I have a table "days_users" with dates and users (one row per date and user), from where I could extract the information of which particular days a user was seen, or which users were seen on a particular day:
2023-01-01,user1
2023-01-01,user2
2023-01-01,user3
2023-01-02,user2
2023-01-02,user4
2023-01-03,user1
2023-01-03,user4
I need to compute how many new users appear/disappear each day, and I don't know how to do it. A user "appear" on one day means that the user is seen on that day, but was never seen before, and a user "disappear" on one day means that the user was seen on that day but was never seen after that date.
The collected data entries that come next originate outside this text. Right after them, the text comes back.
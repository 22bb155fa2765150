//! Server side of the api protocol: request dispatch and the core-backed
//! command handler.

use std::collections::HashMap;
use std::sync::{Arc, Mutex, MutexGuard, PoisonError};
use std::time::{SystemTime, UNIX_EPOCH};

use async_trait::async_trait;
use serde::Serialize;
use tracing::debug;

use super::{
    command, error_code, parse_workspace_name, parse_workspace_path, AccessListResponse,
    AccessedRequest, ApiError, BranchRequest, CommandCommon, DeleteWorkspaceRequest,
    EnableRootWriteRequest, ErrorResponse, ExtendedKey, GetBlockRequest, GetBlockResponse,
    InsertInodeRequest, MergeRequest, PathsAccessed, SetBlockRequest,
    SetWorkspaceImmutableRequest, SyncAllRequest,
};
use crate::codec::record::{DirectoryRecord, IdClass};
use crate::datastore::{Buffer, Datastore};
use crate::key::{content_hash, empty_workspace_key, KeyType, ObjectKey};
use crate::merge::{merge_workspace_roots, MergePreference};
use crate::tree::insert_into_workspace;
use crate::wsdb::{WorkspaceDb, NULL_SPACE_NAME};
use crate::Core;

/// The operations a daemon exposes through the api file. [`dispatch`]
/// performs envelope parsing and argument validation; implementations see
/// only well-formed commands.
#[async_trait]
pub trait ApiHandler: Send + Sync {
    async fn branch_workspace(&self, src: &str, dst: &str) -> Result<(), ApiError>;
    async fn get_accessed(&self, workspace: &str) -> Result<PathsAccessed, ApiError>;
    async fn clear_accessed(&self, workspace: &str) -> Result<(), ApiError>;
    async fn sync_all(&self) -> Result<(), ApiError>;
    async fn insert_inode(
        &self,
        dst_path: &str,
        key: ExtendedKey,
        uid: u32,
        gid: u32,
        permissions: u32,
    ) -> Result<(), ApiError>;
    async fn delete_workspace(&self, workspace: &str) -> Result<(), ApiError>;
    async fn set_block(&self, key: &[u8], data: &[u8]) -> Result<(), ApiError>;
    async fn get_block(&self, key: &[u8]) -> Result<Vec<u8>, ApiError>;
    async fn enable_root_write(&self, workspace: &str) -> Result<(), ApiError>;
    async fn set_workspace_immutable(&self, workspace: &str) -> Result<(), ApiError>;
    async fn merge_workspaces(
        &self,
        base: &str,
        remote: &str,
        local: &str,
        prefer: MergePreference,
    ) -> Result<(), ApiError>;
}

fn encode<T: Serialize>(response: &T) -> Vec<u8> {
    serde_json::to_vec(response).unwrap_or_else(|_| {
        br#"{"CommandId":1,"ErrorCode":4,"Message":"response encoding failed"}"#.to_vec()
    })
}

fn error_bytes(err: &ApiError) -> Vec<u8> {
    encode(&ErrorResponse::from_error(err))
}

fn ok_bytes() -> Vec<u8> {
    encode(&ErrorResponse::ok())
}

fn parse<T: serde::de::DeserializeOwned>(request: &[u8]) -> Result<T, ApiError> {
    serde_json::from_slice(request)
        .map_err(|err| ApiError::new(error_code::BAD_JSON, err.to_string()))
}

/// Executes one api request against `handler`, returning the response
/// bytes. Every failure becomes an [`ErrorResponse`]; this function never
/// fails.
pub async fn dispatch(handler: &dyn ApiHandler, request: &[u8]) -> Vec<u8> {
    match dispatch_inner(handler, request).await {
        Ok(response) => response,
        Err(err) => error_bytes(&err),
    }
}

async fn dispatch_inner(handler: &dyn ApiHandler, request: &[u8]) -> Result<Vec<u8>, ApiError> {
    let common: CommandCommon = parse(request)?;
    debug!(command_id = common.command_id, "api command");
    match common.command_id {
        command::BRANCH_REQUEST => {
            let args: BranchRequest = parse(request)?;
            parse_workspace_name(&args.src)?;
            parse_workspace_name(&args.dst)?;
            handler.branch_workspace(&args.src, &args.dst).await?;
            Ok(ok_bytes())
        }
        command::GET_ACCESSED => {
            let args: AccessedRequest = parse(request)?;
            parse_workspace_name(&args.workspace_root)?;
            let paths = handler.get_accessed(&args.workspace_root).await?;
            Ok(encode(&AccessListResponse { err: ErrorResponse::ok(), paths }))
        }
        command::CLEAR_ACCESSED => {
            let args: AccessedRequest = parse(request)?;
            parse_workspace_name(&args.workspace_root)?;
            handler.clear_accessed(&args.workspace_root).await?;
            Ok(ok_bytes())
        }
        command::SYNC_ALL => {
            let _args: SyncAllRequest = parse(request)?;
            handler.sync_all().await?;
            Ok(ok_bytes())
        }
        command::INSERT_INODE => {
            let args: InsertInodeRequest = parse(request)?;
            let (_, rest) = parse_workspace_path(&args.dst_path)?;
            if rest.is_empty() {
                return Err(ApiError::bad_args("destination path names no file"));
            }
            let key = ExtendedKey::from_hex(&args.key)
                .ok_or_else(|| ApiError::bad_args("malformed extended key"))?;
            handler
                .insert_inode(&args.dst_path, key, args.uid, args.gid, args.permissions)
                .await?;
            Ok(ok_bytes())
        }
        command::DELETE_WORKSPACE => {
            let args: DeleteWorkspaceRequest = parse(request)?;
            parse_workspace_name(&args.workspace_path)?;
            handler.delete_workspace(&args.workspace_path).await?;
            Ok(ok_bytes())
        }
        command::SET_BLOCK => {
            let args: SetBlockRequest = parse(request)?;
            if args.key.is_empty() {
                return Err(ApiError::bad_args("empty block key"));
            }
            handler.set_block(&args.key, &args.data).await?;
            Ok(ok_bytes())
        }
        command::GET_BLOCK => {
            let args: GetBlockRequest = parse(request)?;
            if args.key.is_empty() {
                return Err(ApiError::bad_args("empty block key"));
            }
            let data = handler.get_block(&args.key).await?;
            Ok(encode(&GetBlockResponse { err: ErrorResponse::ok(), data }))
        }
        command::ENABLE_ROOT_WRITE => {
            let args: EnableRootWriteRequest = parse(request)?;
            parse_workspace_name(&args.workspace)?;
            handler.enable_root_write(&args.workspace).await?;
            Ok(ok_bytes())
        }
        command::SET_WORKSPACE_IMMUTABLE => {
            let args: SetWorkspaceImmutableRequest = parse(request)?;
            parse_workspace_name(&args.workspace_path)?;
            handler.set_workspace_immutable(&args.workspace_path).await?;
            Ok(ok_bytes())
        }
        command::MERGE_WORKSPACES => {
            let args: MergeRequest = parse(request)?;
            if !args.base_workspace.is_empty() {
                parse_workspace_name(&args.base_workspace)?;
            }
            parse_workspace_name(&args.remote_workspace)?;
            parse_workspace_name(&args.local_workspace)?;
            let prefer = MergePreference::from_name(&args.prefer)
                .ok_or_else(|| ApiError::bad_args(format!("unknown preference {:?}", args.prefer)))?;
            handler
                .merge_workspaces(
                    &args.base_workspace,
                    &args.remote_workspace,
                    &args.local_workspace,
                    prefer,
                )
                .await?;
            Ok(ok_bytes())
        }
        other => Err(ApiError::new(
            error_code::BAD_COMMAND_ID,
            format!("unknown command id {other}"),
        )),
    }
}

/// The reference [`ApiHandler`], executing commands directly against a
/// [`Core`]. The mount daemon substitutes its own handler for the commands
/// that need live inode state.
pub struct CoreHandler {
    core: Arc<Core>,
    accessed: Mutex<HashMap<String, PathsAccessed>>,
}

impl CoreHandler {
    pub fn new(core: Arc<Core>) -> Self {
        Self { core, accessed: Mutex::new(HashMap::new()) }
    }

    fn lock_accessed(&self) -> MutexGuard<'_, HashMap<String, PathsAccessed>> {
        self.accessed.lock().unwrap_or_else(PoisonError::into_inner)
    }

    /// Records that `path` in `workspace` was touched with `flags`; the
    /// daemon calls this from its read/write paths.
    pub fn record_access(&self, workspace: &str, path: &str, flags: u32) {
        let mut accessed = self.lock_accessed();
        *accessed.entry(workspace.to_owned()).or_default().entry(path.to_owned()).or_insert(0) |=
            flags;
    }

    /// Resolves a workspace name to its current root, mapping the empty
    /// base spelling to the null workspace.
    async fn resolve_root(&self, name: &str) -> Result<ObjectKey, ApiError> {
        if name.is_empty() {
            return Ok(empty_workspace_key());
        }
        let (typespace, namespace, workspace) = parse_workspace_name(name)?;
        let (root, _) = self.core.wsdb.workspace(typespace, namespace, workspace).await?;
        Ok(root)
    }

    /// The block-command namespace: user keys are hashed into Buildable
    /// keys, disjoint from content-addressed metadata and data.
    fn block_key(raw: &[u8]) -> ObjectKey {
        ObjectKey::new(KeyType::Buildable, content_hash(raw))
    }
}

#[async_trait]
impl ApiHandler for CoreHandler {
    async fn branch_workspace(&self, src: &str, dst: &str) -> Result<(), ApiError> {
        let (src_t, src_n, src_w) = parse_workspace_name(src)?;
        let (dst_t, dst_n, dst_w) = parse_workspace_name(dst)?;
        self.core.wsdb.branch_workspace(src_t, src_n, src_w, dst_t, dst_n, dst_w).await?;
        Ok(())
    }

    async fn get_accessed(&self, workspace: &str) -> Result<PathsAccessed, ApiError> {
        Ok(self.lock_accessed().get(workspace).cloned().unwrap_or_default())
    }

    async fn clear_accessed(&self, workspace: &str) -> Result<(), ApiError> {
        self.lock_accessed().remove(workspace);
        Ok(())
    }

    async fn sync_all(&self) -> Result<(), ApiError> {
        // The core writes through on every operation; there is nothing
        // buffered to flush.
        Ok(())
    }

    async fn insert_inode(
        &self,
        dst_path: &str,
        key: ExtendedKey,
        uid: u32,
        gid: u32,
        permissions: u32,
    ) -> Result<(), ApiError> {
        let ((typespace, namespace, workspace), rest) = parse_workspace_path(dst_path)?;
        let Some(filename) = rest.last() else {
            return Err(ApiError::bad_args("destination path names no file"));
        };
        let (root, nonce) = self.core.wsdb.workspace(typespace, namespace, workspace).await?;

        let now = SystemTime::now()
            .duration_since(UNIX_EPOCH)
            .unwrap_or_default()
            .as_nanos() as u64;
        let mut record = DirectoryRecord::new(*filename, key.object_type, key.key);
        record.size = key.size;
        record.permissions = permissions;
        record.owner = IdClass::from_raw(uid);
        record.group = IdClass::from_raw(gid);
        record.modification_time = now;
        record.content_time = now;

        let new_root =
            insert_into_workspace(self.core.datastore.as_ref(), &root, &rest, record).await?;
        self.core
            .wsdb
            .advance_workspace(typespace, namespace, workspace, nonce, &root, &new_root)
            .await?;

        let name = format!("{typespace}/{namespace}/{workspace}");
        self.record_access(&name, &format!("/{}", rest.join("/")), super::path_flags::CREATED);
        Ok(())
    }

    async fn delete_workspace(&self, workspace: &str) -> Result<(), ApiError> {
        let (typespace, namespace, name) = parse_workspace_name(workspace)?;
        self.core.wsdb.delete_workspace(typespace, namespace, name).await?;
        Ok(())
    }

    async fn set_block(&self, key: &[u8], data: &[u8]) -> Result<(), ApiError> {
        let block_key = Self::block_key(key);
        let buffer = Buffer::with_contents(KeyType::Buildable, data.to_vec());
        self.core.datastore.set(&block_key, &buffer).await?;
        Ok(())
    }

    async fn get_block(&self, key: &[u8]) -> Result<Vec<u8>, ApiError> {
        let block_key = Self::block_key(key);
        let mut buffer = Buffer::new();
        self.core.datastore.get(&block_key, &mut buffer).await?;
        Ok(buffer.into_data())
    }

    async fn enable_root_write(&self, workspace: &str) -> Result<(), ApiError> {
        // Root write-permission lives in the mount daemon's inode state;
        // the core's part is confirming the workspace exists.
        let (typespace, namespace, name) = parse_workspace_name(workspace)?;
        self.core.wsdb.workspace(typespace, namespace, name).await?;
        Ok(())
    }

    async fn set_workspace_immutable(&self, workspace: &str) -> Result<(), ApiError> {
        let (typespace, namespace, name) = parse_workspace_name(workspace)?;
        self.core.wsdb.set_workspace_immutable(typespace, namespace, name).await?;
        Ok(())
    }

    async fn merge_workspaces(
        &self,
        base: &str,
        remote: &str,
        local: &str,
        prefer: MergePreference,
    ) -> Result<(), ApiError> {
        let base_root = if base.is_empty() {
            let (root, _) = self
                .core
                .wsdb
                .workspace(NULL_SPACE_NAME, NULL_SPACE_NAME, NULL_SPACE_NAME)
                .await?;
            root
        } else {
            self.resolve_root(base).await?
        };
        let remote_root = self.resolve_root(remote).await?;

        let (local_t, local_n, local_w) = parse_workspace_name(local)?;
        let (local_root, local_nonce) =
            self.core.wsdb.workspace(local_t, local_n, local_w).await?;

        let merged = merge_workspace_roots(
            self.core.datastore.as_ref(),
            &base_root,
            &remote_root,
            &local_root,
            prefer,
        )
        .await?;

        if merged != local_root {
            self.core
                .wsdb
                .advance_workspace(local_t, local_n, local_w, local_nonce, &local_root, &merged)
                .await?;
        }
        Ok(())
    }
}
I thought that a way to start is to create a view of users, first_date_seen, last_date_seen as follows:
user_first_last AS (
SELECT user, min(date) AS first_date_seen, max(date) AS last_date_seen FROM days_users
GROUP BY 1
)
And then count all the users that appear from a particular date until the end
SELECT date, COUNT(DISTINCT user) as num_appearing_users
FROM user_first_last WHERE first_date_seen = {date} AND last_date_seen = '2023-03-01'
GROUP BY 1
ORDER BY 1
And similarly for the disappearing users
SELECT date, COUNT(DISTINCT user) as num_disappearing_users
FROM user_first_last WHERE first_date_seen = '2023-01-01' AND last_date_seen = {date}
GROUP BY 1
ORDER BY 1
But please note the {date}
between curly braces: I would like this date to be the same as the date in the query, i. e. both dates in bold should be the same:
SELECT
**date**, COUNT(DISTINCT user) AS num_disappearing_users
FROM user_first_last
WHERE first_date_seen = '2023-01-01'
AND last_date_seen = **date**
How can I achieve this?
You can do this:
with dates as(
select distinct date from days_users),
usg as (
select min(date) first_date,
max(date) last_date,
user
from days_users
GROUP BY user
)
select date,
(select count(user)
from usg
where usg.last_date=dates.date
) never_seen_after,
(select count(user)
from usg
where usg.first_date=dates.date
) never_seen_before
from dates
Here we use CTEs:
dates
- to get list of dates present in data,usg
- list of users with their first and last day.